DIRECTIONS FOR THIS TASK: Reproduce the whole listing, character for character.

RAW DATA:
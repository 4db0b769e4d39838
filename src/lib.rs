//! Record Keeper - validated in-memory registries for appointments, contacts, and tasks.
//!
//! Every record validates all of its fields before it exists and keeps its
//! ID fixed afterwards. Each service stores one record kind, refuses
//! duplicate IDs, and routes field edits back through the record's
//! validation.
//!
//! # Architecture
//!
//! - **domain**: Validation rules and value objects (text length, phone number, future date)
//! - **models**: The `Appointment`, `Contact`, and `Task` records and their drafts
//! - **repositories**: Generic in-memory store keyed by record ID
//! - **services**: Per-kind registries with field-specific update operations
//! - **error**: Registry, configuration, and logging error types
//! - **config**: Configuration management from environment variables
//! - **observability**: Log subscriber setup and registry metrics
//!
//! # Example
//!
//! ```
//! use record_keeper::{Task, TaskService};
//!
//! let mut service = TaskService::new();
//! service.add_task(Task::new("001", "Task Name", "Task Description").unwrap()).unwrap();
//! service.update_name("001", "Updated Name").unwrap();
//! assert_eq!(service.get_task("001").unwrap().name(), "Updated Name");
//! assert!(service.update_name("999", "x").is_err());
//! ```

pub mod config;
pub mod domain;
pub mod error;
pub mod models;
pub mod observability;
pub mod repositories;
pub mod services;

// Re-export commonly used types
pub use config::Config;
pub use domain::{PhoneNumber, ValidationError};
pub use error::{ConfigError, InvalidOperation, LoggingError, RegistryError};
pub use models::{Appointment, AppointmentDraft, Contact, ContactDraft, Record, Task, TaskDraft};
pub use observability::{init_logging, RegistryMetrics};
pub use repositories::InMemoryRepository;
pub use services::{AppointmentService, ContactService, TaskService};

ANSWER TO THE EXERCISE:
repository 4db0b769e4d39838
filename src/lib.rs
//! Record Keeper - validated in-memory registries for appointments, contacts, and tasks.
//!
//! Every record validates all of its fields before it exists and keeps its
//! ID fixed afterwards. Each service stores one record kind, refuses
//! duplicate IDs, and routes field edits back through the record's
//! validation.
//!
//! # Architecture
//!
//! - **domain**: Validation rules and value objects (text length, phone number, future date)
//! - **models**: The `Appointment`, `Contact`, and `Task` records and their drafts
//! - **repositories**: Generic in-memory store keyed by record ID
//! - **services**: Per-kind registries with field-specific update operations
//! - **error**: Registry, configuration, and logging error types
//! - **config**: Configuration management from environment variables
//! - **observability**: Log subscriber setup and registry metrics
//!
//! # Example
//!
//! ```
//! use record_keeper::{Task, TaskService};
//!
//! let mut service = TaskService::new();
//! service.add_task(Task::new("001", "Task Name", "Task Description").unwrap()).unwrap();
//! service.update_name("001", "Updated Name").unwrap();
//! assert_eq!(service.get_task("001").unwrap().name(), "Updated Name");
//! assert!(service.update_name("999", "x").is_err());
//! ```

pub mod config;
pub mod domain;
pub mod error;
pub mod models;
pub mod observability;
pub mod repositories;
pub mod services;

// Re-export commonly used types
pub use config::Config;
pub use domain::{PhoneNumber, ValidationError};
pub use error::{ConfigError, InvalidOperation, LoggingError, RegistryError};
pub use models::{Appointment, AppointmentDraft, Contact, ContactDraft, Record, Task, TaskDraft};
pub use observability::{init_logging, RegistryMetrics};
pub use repositories::InMemoryRepository;
pub use services::{AppointmentService, ContactService, TaskService};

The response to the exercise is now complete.